**HOW TO COMPLETE THIS TASK**
In the entries below, find every line with the string "Serialize" and copy it.

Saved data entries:
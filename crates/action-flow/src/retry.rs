//! Bounded retry over an ordered list of idempotent steps

use std::fmt;
use std::sync::Arc;
use std::time::Duration;

use futures::future::BoxFuture;
use serde::{Deserialize, Serialize};
use thiserror::Error;
use tracing::{info, warn};

type Backoff = Arc<dyn Fn(u32) -> Duration + Send + Sync>;

/// `(max_attempts, backoff)`; independent of what the steps do.
#[derive(Clone)]
pub struct RetryPolicy {
    pub max_attempts: u32,
    backoff: Backoff,
}

impl RetryPolicy {
    pub fn new<F>(max_attempts: u32, backoff: F) -> Self
    where
        F: Fn(u32) -> Duration + Send + Sync + 'static,
    {
        Self {
            max_attempts,
            backoff: Arc::new(backoff),
        }
    }

    /// Waits `base * attempt` after the n-th failed attempt (1-based).
    pub fn linear(base: Duration, max_attempts: u32) -> Self {
        Self::new(max_attempts, move |attempt| base * attempt)
    }

    /// Delay after failed attempt `attempt`.
    pub fn delay_after(&self, attempt: u32) -> Duration {
        (self.backoff)(attempt)
    }
}

impl Default for RetryPolicy {
    fn default() -> Self {
        RetrySettings::default().policy()
    }
}

impl fmt::Debug for RetryPolicy {
    fn fmt(&self, f: &mut fmt::Formatter<'_>) -> fmt::Result {
        f.debug_struct("RetryPolicy")
            .field("max_attempts", &self.max_attempts)
            .field("first_delay", &self.delay_after(1))
            .finish()
    }
}

/// Serializable form of a linear [`RetryPolicy`].
#[derive(Debug, Clone, Copy, PartialEq, Eq, Serialize, Deserialize)]
#[serde(default)]
pub struct RetrySettings {
    pub max_attempts: u32,
    pub base_delay_ms: u64,
}

impl Default for RetrySettings {
    fn default() -> Self {
        Self {
            max_attempts: 3,
            base_delay_ms: 500,
        }
    }
}

impl RetrySettings {
    pub fn policy(&self) -> RetryPolicy {
        RetryPolicy::linear(Duration::from_millis(self.base_delay_ms), self.max_attempts)
    }
}

#[derive(Debug, Error, Clone, PartialEq, Eq)]
pub enum RetryError<E: fmt::Debug + fmt::Display> {
    #[error("gave up after {attempts} attempts: {last}")]
    Exhausted { attempts: u32, last: E },

    #[error("retry policy allows no attempts")]
    NoAttempts,

    #[error("cancelled before setup completed")]
    Cancelled,
}

type StepFn<'a, E> = Box<dyn Fn() -> BoxFuture<'a, Result<(), E>> + Send + Sync + 'a>;

/// A named, re-runnable step.
pub struct RetryStep<'a, E> {
    name: String,
    run: StepFn<'a, E>,
}

impl<'a, E> RetryStep<'a, E> {
    pub fn new<F>(name: impl Into<String>, run: F) -> Self
    where
        F: Fn() -> BoxFuture<'a, Result<(), E>> + Send + Sync + 'a,
    {
        Self {
            name: name.into(),
            run: Box::new(run),
        }
    }

    pub fn name(&self) -> &str {
        &self.name
    }
}

/// Run `steps` in order; on any failure wait per `policy` and start over from
/// the first step. Returns the number of attempts used.
///
/// No delay follows the final failed attempt.
pub async fn run_steps<E>(
    policy: &RetryPolicy,
    steps: &[RetryStep<'_, E>],
) -> Result<u32, RetryError<E>>
where
    E: fmt::Debug + fmt::Display,
{
    if policy.max_attempts == 0 {
        return Err(RetryError::NoAttempts);
    }

    let mut attempt = 1;
    loop {
        info!(attempt, max_attempts = policy.max_attempts, "running setup steps");
        let mut failure = None;
        for step in steps {
            if let Err(err) = (step.run)().await {
                warn!(attempt, step = %step.name, error = %err, "setup step failed");
                failure = Some(err);
                break;
            }
        }

        let Some(err) = failure else {
            return Ok(attempt);
        };
        if attempt >= policy.max_attempts {
            return Err(RetryError::Exhausted {
                attempts: attempt,
                last: err,
            });
        }
        let delay = policy.delay_after(attempt);
        info!(attempt, delay_ms = delay.as_millis() as u64, "retrying after backoff");
        tokio::time::sleep(delay).await;
        attempt += 1;
    }
}

#[cfg(test)]
mod tests {
    use super::*;
    use futures::FutureExt;
    use parking_lot::Mutex;
    use std::sync::atomic::{AtomicU32, Ordering};
    use tokio::time::Instant;

    #[test]
    fn linear_backoff_scales_with_attempt() {
        let policy = RetryPolicy::linear(Duration::from_millis(500), 3);
        assert_eq!(policy.delay_after(1), Duration::from_millis(500));
        assert_eq!(policy.delay_after(2), Duration::from_millis(1000));
        assert_eq!(RetryPolicy::default().max_attempts, 3);
    }

    #[tokio::test(start_paused = true)]
    async fn restarts_from_the_first_step() {
        let log = Arc::new(Mutex::new(Vec::new()));
        let failures = Arc::new(AtomicU32::new(1));

        let first_log = log.clone();
        let second_log = log.clone();
        let remaining = failures.clone();
        let steps = vec![
            RetryStep::new("groups", move || {
                let log = first_log.clone();
                async move {
                    log.lock().push("groups");
                    Ok::<(), String>(())
                }
                .boxed()
            }),
            RetryStep::new("resource", move || {
                let log = second_log.clone();
                let remaining = remaining.clone();
                async move {
                    log.lock().push("resource");
                    if remaining.fetch_sub(1, Ordering::SeqCst) > 0 {
                        return Err("toolbar not ready".to_string());
                    }
                    Ok(())
                }
                .boxed()
            }),
        ];

        let started = Instant::now();
        let attempts = run_steps(&RetryPolicy::linear(Duration::from_millis(500), 3), &steps)
            .await
            .unwrap();
        assert_eq!(attempts, 2);
        assert_eq!(*log.lock(), vec!["groups", "resource", "groups", "resource"]);
        let elapsed = started.elapsed();
        assert!(elapsed >= Duration::from_millis(500) && elapsed < Duration::from_millis(510));
    }

    #[tokio::test(start_paused = true)]
    async fn exhaustion_surfaces_the_last_error_without_a_trailing_sleep() {
        let calls = Arc::new(AtomicU32::new(0));
        let counter = calls.clone();
        let steps = vec![RetryStep::new("always", move || {
            let n = counter.fetch_add(1, Ordering::SeqCst) + 1;
            async move { Err::<(), _>(format!("failure {n}")) }.boxed()
        })];

        let started = Instant::now();
        let err = run_steps(&RetryPolicy::linear(Duration::from_millis(500), 3), &steps)
            .await
            .unwrap_err();
        assert_eq!(
            err,
            RetryError::Exhausted {
                attempts: 3,
                last: "failure 3".to_string()
            }
        );
        assert_eq!(calls.load(Ordering::SeqCst), 3);
        // 500 + 1000, nothing after the third failure
        let elapsed = started.elapsed();
        assert!(elapsed >= Duration::from_millis(1500) && elapsed < Duration::from_millis(1510));
    }

    #[tokio::test]
    async fn zero_attempts_is_an_error() {
        let steps: Vec<RetryStep<'_, String>> = Vec::new();
        let err = run_steps(&RetryPolicy::linear(Duration::ZERO, 0), &steps)
            .await
            .unwrap_err();
        assert_eq!(err, RetryError::NoAttempts);
    }
}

**PROBLEM SOLUTION**
use serde::{Deserialize, Serialize};
#[derive(Debug, Clone, Copy, PartialEq, Eq, Serialize, Deserialize)]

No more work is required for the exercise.